(Data to use begins)

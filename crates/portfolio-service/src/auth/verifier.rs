//! Cloudflare Access assertion verification.
//!
//! An assertion is accepted only if:
//! - it is at most `MAX_JWT_SIZE_BYTES` and has three non-empty segments
//! - the header decodes and names a `kid` present in the current key set
//! - the RS256 signature over `header.payload` verifies under that key
//! - `exp` is not in the past and `nbf` is not beyond now + tolerance
//!
//! The header `alg` is never consulted; every key in the set is an RSA key and
//! is only ever used with RS256.
//!
//! Failure causes are logged here and collapsed to `None` / `false` at the
//! public boundary. Request headers are the only input from the outside world,
//! so the helpers that read them never fetch keys when the header is absent.

use crate::auth::claims::Claims;
use crate::auth::jwks::{JwksClient, JwksError};
use crate::auth::session::Session;
use crate::config::Config;
use crate::observability::metrics;
use axum::http::HeaderMap;
use chrono::{DateTime, Utc};
use common::jwt::{split_token, validate_time_window_at, JwtValidationError};
use jsonwebtoken::Algorithm;
use std::sync::Arc;
use std::time::Duration;
use thiserror::Error;
use tracing::instrument;

/// Header carrying the Access assertion.
pub const ACCESS_JWT_HEADER: &str = "cf-access-jwt-assertion";

/// Why an assertion was not accepted.
#[derive(Debug, Error)]
pub enum AuthError {
    /// The key set could not be fetched; says nothing about the token.
    #[error("Access key set unavailable")]
    KeySetUnavailable(#[source] JwksError),

    /// The token failed a structural, signature, or time check.
    #[error("The access token is invalid or expired")]
    InvalidToken { reason: &'static str },
}

impl AuthError {
    fn invalid(reason: &'static str) -> Self {
        AuthError::InvalidToken { reason }
    }

    /// Bounded metric label for this outcome.
    fn metric_label(&self) -> &'static str {
        match self {
            AuthError::KeySetUnavailable(_) => "unavailable",
            AuthError::InvalidToken { .. } => "invalid",
        }
    }
}

impl From<JwtValidationError> for AuthError {
    fn from(err: JwtValidationError) -> Self {
        let reason = match err {
            JwtValidationError::TokenTooLarge => "token too large",
            JwtValidationError::MalformedToken => "malformed token",
            JwtValidationError::MissingKid => "missing kid",
            JwtValidationError::Expired => "expired",
            JwtValidationError::NotYetValid => "not yet valid",
        };
        AuthError::invalid(reason)
    }
}

/// Verifies Access assertions against the team's public key set.
pub struct TokenVerifier {
    jwks: Arc<JwksClient>,
    nbf_tolerance: Duration,
}

impl TokenVerifier {
    pub fn new(jwks: Arc<JwksClient>, nbf_tolerance: Duration) -> Self {
        Self {
            jwks,
            nbf_tolerance,
        }
    }

    /// Build a verifier with its own key cache from configuration.
    pub fn from_config(config: &Config) -> Self {
        let jwks = JwksClient::with_ttl(
            config.certs_url(),
            Duration::from_secs(config.jwks_cache_ttl_seconds),
        );
        Self::new(
            Arc::new(jwks),
            Duration::from_secs(config.jwt_nbf_tolerance_seconds),
        )
    }

    /// Key cache shared with this verifier.
    pub fn jwks(&self) -> &Arc<JwksClient> {
        &self.jwks
    }

    /// Verify an assertion against the current time.
    pub async fn verify_token(&self, token: &str) -> Option<Claims> {
        self.verify_token_at(token, Utc::now()).await
    }

    /// Verify an assertion as of `now`.
    ///
    /// Returns the decoded claims unchanged on success.
    #[instrument(skip_all)]
    pub async fn verify_token_at(&self, token: &str, now: DateTime<Utc>) -> Option<Claims> {
        match self.try_verify_at(token, now).await {
            Ok(claims) => {
                metrics::record_token_verification("valid");
                Some(claims)
            }
            Err(err) => {
                metrics::record_token_verification(err.metric_label());
                match &err {
                    AuthError::KeySetUnavailable(source) => {
                        tracing::warn!(
                            target: "portfolio.auth.verifier",
                            error = %source,
                            "Access assertion not verifiable: key set unavailable"
                        );
                    }
                    AuthError::InvalidToken { reason } => {
                        tracing::debug!(
                            target: "portfolio.auth.verifier",
                            reason = %reason,
                            "Access assertion rejected"
                        );
                    }
                }
                None
            }
        }
    }

    /// Full verification with the failure cause preserved.
    ///
    /// # Errors
    ///
    /// - `AuthError::KeySetUnavailable` if the key set cannot be fetched
    /// - `AuthError::InvalidToken` for every other rejection
    pub async fn try_verify_at(
        &self,
        token: &str,
        now: DateTime<Utc>,
    ) -> Result<Claims, AuthError> {
        let parts = split_token(token)?;

        let kid = parts.kid()?;

        let keys = self
            .jwks
            .keys(now)
            .await
            .map_err(AuthError::KeySetUnavailable)?;

        let key = keys
            .get(&kid)
            .ok_or_else(|| AuthError::invalid("unknown kid"))?;

        // Padding on the signature segment is tolerated; the signing input is
        // used exactly as received.
        let signature = parts.signature.trim_end_matches('=');
        let verified = jsonwebtoken::crypto::verify(
            signature,
            parts.signing_input.as_bytes(),
            key,
            Algorithm::RS256,
        )
        .map_err(|_| AuthError::invalid("signature undecodable"))?;

        if !verified {
            return Err(AuthError::invalid("signature mismatch"));
        }

        let claims: Claims = parts.payload()?;

        validate_time_window_at(claims.exp, claims.nbf, self.nbf_tolerance, now.timestamp())?;

        Ok(claims)
    }

    /// Whether the request carries a currently valid assertion.
    pub async fn is_request_authenticated(&self, headers: &HeaderMap) -> bool {
        self.authenticate(headers).await.is_some()
    }

    /// Email of the authenticated visitor, if any.
    pub async fn extract_email(&self, headers: &HeaderMap) -> Option<String> {
        self.authenticate(headers).await?.email
    }

    /// Session view of the authenticated visitor, if any.
    pub async fn extract_session(&self, headers: &HeaderMap) -> Option<Session> {
        let claims = self.authenticate(headers).await?;
        Session::from_claims(&claims)
    }

    /// Verified claims of the request's assertion, if any.
    pub async fn authenticate(&self, headers: &HeaderMap) -> Option<Claims> {
        let token = assertion_from_headers(headers)?;
        self.verify_token(token).await
    }
}

/// Non-empty assertion header value.
///
/// Absent headers and values that are not visible ASCII read as `None`.
pub fn assertion_from_headers(headers: &HeaderMap) -> Option<&str> {
    headers
        .get(ACCESS_JWT_HEADER)?
        .to_str()
        .ok()
        .map(str::trim)
        .filter(|value| !value.is_empty())
}
//! README retrieval integration tests.
//!
//! Uses a mocked GitHub API to exercise the client, the highlighter pipeline
//! and the `/v1/readme` endpoint.

// Test code is allowed to use expect/unwrap for assertions
#![allow(clippy::unwrap_used, clippy::expect_used)]

use anyhow::Result;
use portfolio_service::highlight::Highlighter;
use portfolio_service::services::{render_readme, GitHubClient};
use portfolio_test_utils::TestPortfolioServer;
use secrecy::SecretString;
use std::collections::HashMap;
use wiremock::matchers::{header, method, path};
use wiremock::{Mock, MockServer, ResponseTemplate};

const README_HTML: &str = r#"<div id="readme"><h1>dcln</h1><pre><code class="language-rust">fn main() {}</code></pre></div>"#;

fn client_for(server: &MockServer, token: Option<&str>) -> GitHubClient {
    GitHubClient::new(
        server.uri(),
        "dcln-portfolio".to_string(),
        token.map(|t| SecretString::from(t.to_string())),
    )
    .unwrap()
}

async fn mock_readme(server: &MockServer, owner_repo: &str, expected_calls: u64) {
    Mock::given(method("GET"))
        .and(path(format!("/repos/{owner_repo}/readme")))
        .and(header("accept", "application/vnd.github.html"))
        .and(header("user-agent", "dcln-portfolio"))
        .respond_with(ResponseTemplate::new(200).set_body_string(README_HTML))
        .expect(expected_calls)
        .mount(server)
        .await;
}

#[tokio::test]
async fn test_plain_and_git_urls_hit_same_api_path() -> Result<()> {
    let github = MockServer::start().await;
    mock_readme(&github, "beelzer/dcln", 2).await;
    let client = client_for(&github, None);

    let plain = client.fetch_readme_html("https://github.com/beelzer/dcln").await;
    let dot_git = client
        .fetch_readme_html("https://github.com/beelzer/dcln.git")
        .await;

    assert_eq!(plain.as_deref(), Some(README_HTML));
    assert_eq!(plain, dot_git);
    Ok(())
}

#[tokio::test]
async fn test_token_is_sent_as_bearer() -> Result<()> {
    let github = MockServer::start().await;
    Mock::given(method("GET"))
        .and(path("/repos/o/r/readme"))
        .and(header("authorization", "Bearer ghp_test"))
        .respond_with(ResponseTemplate::new(200).set_body_string("<p>ok</p>"))
        .expect(1)
        .mount(&github)
        .await;

    let client = client_for(&github, Some("ghp_test"));

    assert_eq!(
        client.fetch_readme_html("https://github.com/o/r").await.as_deref(),
        Some("<p>ok</p>")
    );
    Ok(())
}

#[tokio::test]
async fn test_not_found_is_none() -> Result<()> {
    let github = MockServer::start().await;
    Mock::given(method("GET"))
        .respond_with(ResponseTemplate::new(404).set_body_string(r#"{"message":"Not Found"}"#))
        .mount(&github)
        .await;

    let client = client_for(&github, None);

    assert!(client
        .fetch_readme_html("https://github.com/o/no-readme")
        .await
        .is_none());
    Ok(())
}

#[tokio::test]
async fn test_network_failure_is_none() -> Result<()> {
    let client = GitHubClient::new(
        "http://127.0.0.1:1".to_string(),
        "dcln-portfolio".to_string(),
        None,
    )
    .unwrap();

    assert!(client.fetch_readme_html("https://github.com/o/r").await.is_none());
    Ok(())
}

#[tokio::test]
async fn test_non_github_and_empty_urls_make_no_request() -> Result<()> {
    let github = MockServer::start().await;
    Mock::given(method("GET"))
        .respond_with(ResponseTemplate::new(200))
        .expect(0)
        .mount(&github)
        .await;
    let client = client_for(&github, None);

    assert!(client.fetch_readme_html("").await.is_none());
    assert!(client
        .fetch_readme_html("https://gitlab.com/o/r")
        .await
        .is_none());
    assert!(client.fetch_readme_html("https://github.com/o").await.is_none());
    Ok(())
}

#[tokio::test]
async fn test_render_readme_highlights_code_blocks() -> Result<()> {
    let github = MockServer::start().await;
    mock_readme(&github, "beelzer/dcln", 1).await;
    let client = client_for(&github, None);
    let highlighter = Highlighter::new()?;

    let html = render_readme(&client, &highlighter, "https://github.com/beelzer/dcln")
        .await
        .unwrap();

    assert!(html.contains("<h1>dcln</h1>"));
    assert!(html.contains(r#"class="syntax-highlight""#));
    assert!(html.contains(r#"data-lang="rust""#));
    assert!(!html.contains("background-color"));
    Ok(())
}

#[tokio::test]
async fn test_readme_endpoint() -> Result<()> {
    let github = MockServer::start().await;
    mock_readme(&github, "beelzer/dcln", 1).await;

    let server = TestPortfolioServer::spawn(HashMap::from([(
        "GITHUB_API_URL".to_string(),
        github.uri(),
    )]))
    .await?;

    let client = reqwest::Client::new();
    let response = client
        .get(format!("{}/v1/readme", server.url()))
        .query(&[("repo", "https://github.com/beelzer/dcln")])
        .send()
        .await?;

    assert_eq!(response.status(), 200);
    let content_type = response
        .headers()
        .get("content-type")
        .and_then(|v| v.to_str().ok())
        .map(str::to_string);
    assert!(content_type.is_some_and(|ct| ct.starts_with("text/html")));
    assert!(response.text().await?.contains("syntax-highlight"));
    Ok(())
}

#[tokio::test]
async fn test_readme_endpoint_missing_readme_is_404() -> Result<()> {
    let github = MockServer::start().await;
    Mock::given(method("GET"))
        .respond_with(ResponseTemplate::new(404))
        .mount(&github)
        .await;

    let server = TestPortfolioServer::spawn(HashMap::from([(
        "GITHUB_API_URL".to_string(),
        github.uri(),
    )]))
    .await?;

    let client = reqwest::Client::new();
    let response = client
        .get(format!("{}/v1/readme", server.url()))
        .query(&[("repo", "https://github.com/o/r")])
        .send()
        .await?;

    assert_eq!(response.status(), 404);
    assert_eq!(response.text().await?, "README not found");
    Ok(())
}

(Data to use ends)

Task details:
In the records above, find the line containing "use std::sync::Arc;" and restate word for word every line from the first through that one.

Exercise response:
filename crates/portfolio-service/src/auth/verifier.rs
//! Cloudflare Access assertion verification.
//!
//! An assertion is accepted only if:
//! - it is at most `MAX_JWT_SIZE_BYTES` and has three non-empty segments
//! - the header decodes and names a `kid` present in the current key set
//! - the RS256 signature over `header.payload` verifies under that key
//! - `exp` is not in the past and `nbf` is not beyond now + tolerance
//!
//! The header `alg` is never consulted; every key in the set is an RSA key and
//! is only ever used with RS256.
//!
//! Failure causes are logged here and collapsed to `None` / `false` at the
//! public boundary. Request headers are the only input from the outside world,
//! so the helpers that read them never fetch keys when the header is absent.

use crate::auth::claims::Claims;
use crate::auth::jwks::{JwksClient, JwksError};
use crate::auth::session::Session;
use crate::config::Config;
use crate::observability::metrics;
use axum::http::HeaderMap;
use chrono::{DateTime, Utc};
use common::jwt::{split_token, validate_time_window_at, JwtValidationError};
use jsonwebtoken::Algorithm;
use std::sync::Arc;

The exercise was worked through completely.